E’ chiaramente essenziale che una prima formazione generale avvenga fin dai primi anni di Università e che sia ripresa negli ultimi anni, nel contesto di corsi più specifici, senza dimenticare la formazione dei medici (e degli altri operatori sanitari: infermieri, terapisti della riabilitazione..) che già operano. Questi professionisti spesso non sono preparati ad affrontare i casi di violenza nelle pazienti: ciò contribuisce a renderli meno “recettivi” e a creare ansia, perché non sanno cosa fare. Di conseguenza, preferiscono non vedere, o quando vedono si sentono sovraccaricati da un eccessivo coinvolgimento che non sono preparati a gestire.
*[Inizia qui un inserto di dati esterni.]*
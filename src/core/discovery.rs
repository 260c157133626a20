//! Remote database discovery.
//!
//! One filtered `find` locates candidate files, allowed-root filtering scopes
//! them, and batched `stat` calls enrich each file with metadata. A file
//! whose metadata cannot be read is still reported, with unknown fields.

use std::collections::HashSet;
use std::sync::Arc;

use chrono::{DateTime, Utc};
use thiserror::Error;
use tokio_util::sync::CancellationToken;
use tracing::{debug, info, warn};

use super::transport::{Transport, shell_quote};
use super::{DiscoveredDbFile, ServerConfig};
use crate::config::AppConfig;

/// Line printed by the stat command for a path it could not stat.
const STAT_ERROR: &str = "ERROR";
const STAT_FORMAT: &str = "%s|%y|%U|%A";

#[derive(Debug, Error)]
pub enum DiscoveryError {
    #[error("filesystem scan failed on {server}: {reason}")]
    Scan { server: String, reason: String },

    #[error("discovery cancelled")]
    Cancelled,
}

#[derive(Debug, Clone)]
pub struct DiscoveryOptions {
    pub batch_size: usize,
    pub suffixes: Vec<String>,
    pub excluded_dirs: Vec<String>,
    /// Used when a server has no allowed roots of its own.
    pub global_allowed_roots: Vec<String>,
}

impl From<&AppConfig> for DiscoveryOptions {
    fn from(config: &AppConfig) -> Self {
        Self {
            batch_size: config.discovery.batch_size.max(1),
            suffixes: config.discovery.suffixes.clone(),
            excluded_dirs: config.discovery.excluded_dirs.clone(),
            global_allowed_roots: config.allowed_roots.clone(),
        }
    }
}

impl Default for DiscoveryOptions {
    fn default() -> Self {
        Self::from(&AppConfig::default())
    }
}

/// Phase callback: `(percent, phase)`.
pub type DiscoveryProgress<'a> = &'a (dyn Fn(u8, &str) + Send + Sync);

pub struct Discovery {
    transport: Arc<dyn Transport>,
    options: DiscoveryOptions,
}

impl Discovery {
    pub fn new(transport: Arc<dyn Transport>, options: DiscoveryOptions) -> Self {
        Self { transport, options }
    }

    pub fn options(&self) -> &DiscoveryOptions {
        &self.options
    }

    /// Find database files on `server` under `search_root` (default `/`).
    pub async fn discover(
        &self,
        server: &ServerConfig,
        search_root: Option<&str>,
        cancel: &CancellationToken,
        progress: Option<DiscoveryProgress<'_>>,
    ) -> Result<Vec<DiscoveredDbFile>, DiscoveryError> {
        let report = |percent: u8, phase: &str| {
            if let Some(cb) = progress {
                cb(percent, phase);
            }
        };

        let root = search_root.unwrap_or("/");
        report(0, "scanning");
        let command = build_scan_command(
            root,
            &self.options.suffixes,
            &self.options.excluded_dirs,
            server.sudo_for_discovery,
        );
        let scan = self.transport.execute_command(server, &command, cancel).await;
        if cancel.is_cancelled() {
            return Err(DiscoveryError::Cancelled);
        }
        if !scan.success {
            return Err(DiscoveryError::Scan {
                server: server.name.clone(),
                reason: scan.failure_reason(),
            });
        }

        let candidates = parse_scan_output(&scan.stdout, &self.options.suffixes);
        let found = candidates.len();
        let candidates = filter_allowed(
            candidates,
            &server.allowed_roots,
            &self.options.global_allowed_roots,
        );
        info!(
            server = %server.name,
            found,
            allowed = candidates.len(),
            "Filesystem scan complete"
        );
        report(10, "enriching");

        let batch_size = self.options.batch_size.max(1);
        let batches = candidates.len().div_ceil(batch_size).max(1);
        let mut files = Vec::with_capacity(candidates.len());

        for (index, batch) in candidates.chunks(batch_size).enumerate() {
            if cancel.is_cancelled() {
                return Err(DiscoveryError::Cancelled);
            }
            files.extend(self.enrich_batch(server, batch, cancel).await);
            let percent = 10 + ((index + 1) * 90 / batches) as u8;
            report(percent.min(99), "enriching");
        }

        if cancel.is_cancelled() {
            return Err(DiscoveryError::Cancelled);
        }
        report(100, "complete");
        Ok(files)
    }

    async fn enrich_batch(
        &self,
        server: &ServerConfig,
        paths: &[String],
        cancel: &CancellationToken,
    ) -> Vec<DiscoveredDbFile> {
        let command = build_stat_command(paths, server.sudo_for_discovery);
        let result = self.transport.execute_command(server, &command, cancel).await;

        if result.success {
            match parse_stat_batch(paths, &result.stdout) {
                Ok(files) => return files,
                Err(Misaligned { expected, actual }) => {
                    warn!(
                        server = %server.name,
                        expected,
                        actual,
                        "Stat output misaligned, checking files individually"
                    );
                }
            }
        } else {
            warn!(
                server = %server.name,
                batch = paths.len(),
                reason = %result.failure_reason(),
                "Batched stat failed, checking files individually"
            );
        }

        let mut files = Vec::with_capacity(paths.len());
        for path in paths {
            if cancel.is_cancelled() {
                files.push(DiscoveredDbFile::unknown(path.as_str()));
                continue;
            }
            let command = build_stat_command(std::slice::from_ref(path), server.sudo_for_discovery);
            let single = self.transport.execute_command(server, &command, cancel).await;
            let file = match single.stdout.lines().next() {
                Some(line) if single.success => parse_stat_line(path, line),
                _ => {
                    debug!(path = %path, "Metadata unavailable");
                    DiscoveredDbFile::unknown(path.as_str())
                }
            };
            files.push(file);
        }
        files
    }
}

fn wrap_sudo(script: String, sudo: bool) -> String {
    if sudo {
        format!("sudo -n sh -c {}", shell_quote(&script))
    } else {
        script
    }
}

/// The single filesystem scan. A missing root exits 2 with a message on
/// stderr; past that guard, unreadable paths are silenced and the script
/// exits 0.
pub fn build_scan_command(
    root: &str,
    suffixes: &[String],
    excluded_dirs: &[String],
    sudo: bool,
) -> String {
    let prune = excluded_dirs
        .iter()
        .map(|dir| format!("-path {}", shell_quote(dir)))
        .collect::<Vec<_>>()
        .join(" -o ");
    let names = suffixes
        .iter()
        .map(|suffix| format!("-name {}", shell_quote(&format!("*{}", suffix))))
        .collect::<Vec<_>>()
        .join(" -o ");

    let root = shell_quote(root);
    let find = if prune.is_empty() {
        format!("find {} -type f \\( {} \\) -print", root, names)
    } else {
        format!(
            "find {} \\( {} \\) -prune -o -type f \\( {} \\) -print",
            root, prune, names
        )
    };
    let script = format!(
        "[ -d {root} ] || {{ echo 'no such directory:' {root} >&2; exit 2; }}; {find} 2>/dev/null; true",
        root = root,
        find = find
    );
    wrap_sudo(script, sudo)
}

/// Newline-delimited scan output to candidate paths: blank lines and paths
/// without a database suffix are dropped, duplicates are removed.
pub fn parse_scan_output(output: &str, suffixes: &[String]) -> Vec<String> {
    let mut seen = HashSet::new();
    output
        .lines()
        .map(str::trim_end)
        .filter(|line| !line.trim().is_empty())
        .filter(|line| suffixes.iter().any(|s| line.ends_with(s.as_str())))
        .filter(|line| seen.insert(line.to_string()))
        .map(String::from)
        .collect()
}

/// One round trip that prints one line per path, `ERROR` for paths that
/// cannot be stat'ed.
pub fn build_stat_command(paths: &[String], sudo: bool) -> String {
    let script = paths
        .iter()
        .map(|path| {
            format!(
                "stat -c {} -- {} 2>/dev/null || echo {}",
                shell_quote(STAT_FORMAT),
                shell_quote(path),
                STAT_ERROR
            )
        })
        .collect::<Vec<_>>()
        .join("; ");
    wrap_sudo(script, sudo)
}

#[derive(Debug, Clone, Copy, PartialEq, Eq)]
pub struct Misaligned {
    pub expected: usize,
    pub actual: usize,
}

/// Match stat output lines to `paths` by position.
pub fn parse_stat_batch(
    paths: &[String],
    output: &str,
) -> Result<Vec<DiscoveredDbFile>, Misaligned> {
    let lines: Vec<&str> = output.lines().collect();
    if lines.len() != paths.len() {
        return Err(Misaligned {
            expected: paths.len(),
            actual: lines.len(),
        });
    }
    Ok(paths
        .iter()
        .zip(lines)
        .map(|(path, line)| parse_stat_line(path, line))
        .collect())
}

/// Parse `size|mtime|owner|permissions`. Fields that do not parse are left
/// unknown; the file itself is always returned.
pub fn parse_stat_line(path: &str, line: &str) -> DiscoveredDbFile {
    let line = line.trim();
    if line == STAT_ERROR {
        return DiscoveredDbFile::unknown(path);
    }
    let parts: Vec<&str> = line.splitn(4, '|').collect();
    if parts.len() != 4 {
        return DiscoveredDbFile::unknown(path);
    }

    let non_empty = |s: &str| {
        let s = s.trim();
        (!s.is_empty()).then(|| s.to_string())
    };

    DiscoveredDbFile {
        path: path.to_string(),
        size: parts[0].trim().parse().ok(),
        modified: parse_stat_time(parts[1]),
        owner: non_empty(parts[2]),
        permissions: non_empty(parts[3]),
    }
}

/// `stat %y` looks like `2024-01-01 00:00:00.123456789 +0000`; the
/// fractional part is optional.
fn parse_stat_time(value: &str) -> Option<DateTime<Utc>> {
    DateTime::parse_from_str(value.trim(), "%Y-%m-%d %H:%M:%S%.f %z")
        .ok()
        .map(|dt| dt.with_timezone(&Utc))
}

/// Per-server roots win; otherwise the global list applies; with neither,
/// nothing is filtered.
pub fn filter_allowed<T: AsRef<str>>(
    paths: Vec<T>,
    server_roots: &[String],
    global_roots: &[String],
) -> Vec<T> {
    let roots = if !server_roots.is_empty() {
        server_roots
    } else {
        global_roots
    };
    if roots.is_empty() {
        return paths;
    }
    paths
        .into_iter()
        .filter(|p| is_path_allowed(p.as_ref(), roots))
        .collect()
}

pub fn is_path_allowed(path: &str, roots: &[String]) -> bool {
    roots.iter().any(|root| {
        let root = if root.len() > 1 {
            root.trim_end_matches('/')
        } else {
            root.as_str()
        };
        root == "/" || path == root || path.starts_with(&format!("{}/", root))
    })
}
use std::collections::HashMap;
use std::fmt;
use std::str::FromStr;

use chrono::{DateTime, Utc};
use serde::{Deserialize, Serialize};

/// The kinds of work the queue knows how to dispatch.
#[derive(Debug, Clone, Copy, PartialEq, Eq, Hash, Serialize, Deserialize)]
#[serde(rename_all = "lowercase")]
pub enum JobKind {
    Discovery,
    Backup,
    Restore,
    Copy,
    Inspect,
}

impl JobKind {
    pub const ALL: [JobKind; 5] = [
        JobKind::Discovery,
        JobKind::Backup,
        JobKind::Restore,
        JobKind::Copy,
        JobKind::Inspect,
    ];

    pub fn as_str(&self) -> &'static str {
        match self {
            Self::Discovery => "discovery",
            Self::Backup => "backup",
            Self::Restore => "restore",
            Self::Copy => "copy",
            Self::Inspect => "inspect",
        }
    }
}

impl fmt::Display for JobKind {
    fn fmt(&self, f: &mut fmt::Formatter<'_>) -> fmt::Result {
        f.write_str(self.as_str())
    }
}

impl FromStr for JobKind {
    type Err = String;

    fn from_str(s: &str) -> Result<Self, Self::Err> {
        Self::ALL
            .into_iter()
            .find(|k| k.as_str().eq_ignore_ascii_case(s))
            .ok_or_else(|| format!("unknown job kind: {}", s))
    }
}

/// Job lifecycle: `Queued -> Running -> {Completed | Failed | Cancelled}`.
#[derive(Debug, Clone, Copy, PartialEq, Eq, Serialize, Deserialize)]
pub enum JobStatus {
    Queued,
    Running,
    Completed,
    Failed,
    Cancelled,
}

impl JobStatus {
    pub fn is_active(&self) -> bool {
        matches!(self, Self::Queued | Self::Running)
    }

    pub fn is_terminal(&self) -> bool {
        !self.is_active()
    }

    pub fn as_str(&self) -> &'static str {
        match self {
            Self::Queued => "Queued",
            Self::Running => "Running",
            Self::Completed => "Completed",
            Self::Failed => "Failed",
            Self::Cancelled => "Cancelled",
        }
    }
}

impl fmt::Display for JobStatus {
    fn fmt(&self, f: &mut fmt::Formatter<'_>) -> fmt::Result {
        f.write_str(self.as_str())
    }
}

impl FromStr for JobStatus {
    type Err = String;

    fn from_str(s: &str) -> Result<Self, Self::Err> {
        match s {
            "Queued" => Ok(Self::Queued),
            "Running" => Ok(Self::Running),
            "Completed" => Ok(Self::Completed),
            "Failed" => Ok(Self::Failed),
            "Cancelled" => Ok(Self::Cancelled),
            other => Err(format!("unknown job status: {}", other)),
        }
    }
}

/// A tracked unit of asynchronous work.
///
/// `Job` is a value: every transition returns a new `Job` which the queue
/// writes back into its cache. Terminal jobs never transition again; the
/// transition methods return `None` for them.
#[derive(Debug, Clone, PartialEq, Serialize, Deserialize)]
pub struct Job {
    pub id: String,
    pub kind: JobKind,
    pub name: String,
    pub status: JobStatus,
    pub progress: u8,
    pub created_at: DateTime<Utc>,
    pub started_at: Option<DateTime<Utc>>,
    pub ended_at: Option<DateTime<Utc>>,
    pub error: Option<String>,
    pub correlation_id: Option<String>,
}

impl Job {
    pub fn new(
        id: impl Into<String>,
        kind: JobKind,
        name: impl Into<String>,
        correlation_id: Option<String>,
    ) -> Self {
        Self {
            id: id.into(),
            kind,
            name: name.into(),
            status: JobStatus::Queued,
            progress: 0,
            created_at: Utc::now(),
            started_at: None,
            ended_at: None,
            error: None,
            correlation_id,
        }
    }

    /// Ordering key for reporting views: when the job started running, or
    /// when it was enqueued if it has not started yet.
    pub fn start_time(&self) -> DateTime<Utc> {
        self.started_at.unwrap_or(self.created_at)
    }

    pub fn running(&self) -> Option<Self> {
        if self.status != JobStatus::Queued {
            return None;
        }
        Some(Self {
            status: JobStatus::Running,
            started_at: Some(Utc::now()),
            ..self.clone()
        })
    }

    /// Progress never moves backwards and only changes while running.
    pub fn with_progress(&self, percent: u8) -> Option<Self> {
        if self.status != JobStatus::Running || percent <= self.progress {
            return None;
        }
        Some(Self {
            progress: percent.min(100),
            ..self.clone()
        })
    }

    pub fn completed(&self) -> Option<Self> {
        self.terminate(JobStatus::Completed, None)
    }

    pub fn failed(&self, error: impl Into<String>) -> Option<Self> {
        self.terminate(JobStatus::Failed, Some(error.into()))
    }

    pub fn cancelled(&self) -> Option<Self> {
        self.terminate(JobStatus::Cancelled, None)
    }

    fn terminate(&self, status: JobStatus, error: Option<String>) -> Option<Self> {
        if self.status.is_terminal() {
            return None;
        }
        let progress = if status == JobStatus::Completed {
            100
        } else {
            self.progress
        };
        Some(Self {
            status,
            progress,
            ended_at: Some(Utc::now()),
            error,
            ..self.clone()
        })
    }
}

/// How a job's processing ended, as seen by whoever awaits its completion.
#[derive(Debug, Clone, PartialEq, Eq, Serialize, Deserialize)]
pub enum JobOutcome {
    Completed,
    Failed(String),
    Cancelled,
}

/// A database file found on a remote server. Every metadata field is
/// optional: a file whose stat failed is still reported.
#[derive(Debug, Clone, PartialEq, Eq, Serialize, Deserialize)]
pub struct DiscoveredDbFile {
    pub path: String,
    pub size: Option<u64>,
    pub modified: Option<DateTime<Utc>>,
    pub owner: Option<String>,
    pub permissions: Option<String>,
}

impl DiscoveredDbFile {
    pub fn unknown(path: impl Into<String>) -> Self {
        Self {
            path: path.into(),
            size: None,
            modified: None,
            owner: None,
            permissions: None,
        }
    }
}

/// Result of every transfer operation, successful or not.
#[derive(Debug, Clone, PartialEq, Eq, Serialize, Deserialize)]
pub struct TransferResult {
    pub success: bool,
    pub bytes_transferred: u64,
    pub duration_ms: u64,
    pub error: Option<String>,
}

impl TransferResult {
    pub fn ok(bytes_transferred: u64, duration_ms: u64) -> Self {
        Self {
            success: true,
            bytes_transferred,
            duration_ms,
            error: None,
        }
    }

    pub fn failed(error: impl Into<String>, bytes_transferred: u64, duration_ms: u64) -> Self {
        Self {
            success: false,
            bytes_transferred,
            duration_ms,
            error: Some(error.into()),
        }
    }
}

#[derive(Debug, Clone, Copy, PartialEq, Eq, Serialize, Deserialize)]
#[serde(rename_all = "lowercase")]
pub enum LogLevel {
    Debug,
    Info,
    Warn,
    Error,
}

/// Live progress of a running job. Not persisted.
#[derive(Debug, Clone, PartialEq, Serialize, Deserialize)]
pub struct ProgressEvent {
    pub job_id: String,
    pub percent: u8,
    pub phase: String,
    pub current_file: Option<String>,
    pub processed_bytes: Option<u64>,
    pub total_bytes: Option<u64>,
    pub timestamp: DateTime<Utc>,
}

/// A log line emitted by a job handler. Not persisted.
#[derive(Debug, Clone, PartialEq, Serialize, Deserialize)]
pub struct LogEvent {
    pub job_id: String,
    pub level: LogLevel,
    pub message: String,
    pub category: Option<String>,
    pub properties: HashMap<String, serde_json::Value>,
    pub timestamp: DateTime<Utc>,
}

#[cfg(test)]
mod tests {
    use super::*;

    fn running_job() -> Job {
        Job::new("job-1", JobKind::Discovery, "scan", None)
            .running()
            .unwrap()
    }

    #[test]
    fn new_job_is_queued_without_timestamps() {
        let job = Job::new("job-1", JobKind::Backup, "backup prod", Some("run-7".into()));
        assert_eq!(job.status, JobStatus::Queued);
        assert!(job.started_at.is_none());
        assert!(job.ended_at.is_none());
        assert_eq!(job.correlation_id.as_deref(), Some("run-7"));
    }

    #[test]
    fn progress_is_monotonic_while_running() {
        let job = running_job().with_progress(40).unwrap();
        assert!(job.with_progress(30).is_none());
        assert!(job.with_progress(40).is_none());
        assert_eq!(job.with_progress(55).unwrap().progress, 55);
    }

    #[test]
    fn progress_ignored_unless_running() {
        let queued = Job::new("job-1", JobKind::Discovery, "scan", None);
        assert!(queued.with_progress(10).is_none());
    }

    #[test]
    fn completion_forces_full_progress_and_sets_end_once() {
        let done = running_job().with_progress(20).unwrap().completed().unwrap();
        assert_eq!(done.status, JobStatus::Completed);
        assert_eq!(done.progress, 100);
        assert!(done.ended_at.is_some());

        assert!(done.cancelled().is_none());
        assert!(done.failed("late").is_none());
        assert!(done.completed().is_none());
    }

    #[test]
    fn queued_job_can_be_cancelled_directly() {
        let job = Job::new("job-1", JobKind::Copy, "copy", None);
        let cancelled = job.cancelled().unwrap();
        assert_eq!(cancelled.status, JobStatus::Cancelled);
        assert!(cancelled.error.is_none());
        assert!(cancelled.running().is_none());
    }

    #[test]
    fn failure_records_error_text() {
        let failed = running_job().failed("boom").unwrap();
        assert_eq!(failed.status, JobStatus::Failed);
        assert_eq!(failed.error.as_deref(), Some("boom"));
    }

    #[test]
    fn kind_and_status_parse_from_strings() {
        assert_eq!("Inspect".parse::<JobKind>().unwrap(), JobKind::Inspect);
        assert!("nope".parse::<JobKind>().is_err());
        assert_eq!("Running".parse::<JobStatus>().unwrap(), JobStatus::Running);
    }
}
In questo senso li può aiutare molto conoscere le risorse del territorio, in primis eventuali Centri antiviolenza locali ed essere consapevoli di quali risorse le donne possono trovare nei Centri.
Gli Ordini dei Medici devono farsi carico di questo problema e promuovere iniziative atte ad affrontare e prevenire questo problema?
(a questa domanda risponde la dott.ssa Margherita De Marchi, MMG dell’ULSS n.1, Belluno, che ha fondato il Centro Anti-violenza di Belluno e ha contribuito con un capitolo alla “Guida”)
Gli Ordini dei Medici potrebbero fare molto nell’ambito della formazione e sensibilizzazione, veicolando il messaggio che occuparsi di violenza di genere nella quotidianità della propria professione è normale e doveroso, tanto come occuparsi di ipertensione arteriosa o di diabete; potrebbero inoltre fare pressione sulle istituzioni perché la formazione degli operatori sanitari sulla violenza di genere diventi una prassi, anche a livello di studi di base.
Non dimentichiamo infine che la formazione può avere un’ulteriore finalità: infatti, come in tutte le categorie, anche nell’ambito medico ci sono professioniste che sono/sono state vittime di violenza. La formazione può contribuire ad offrire alcuni strumenti utili per elaborare un vissuto che rischia, in alcuni casi, di rendere più complesso l’approccio alla paziente vittima di violenza.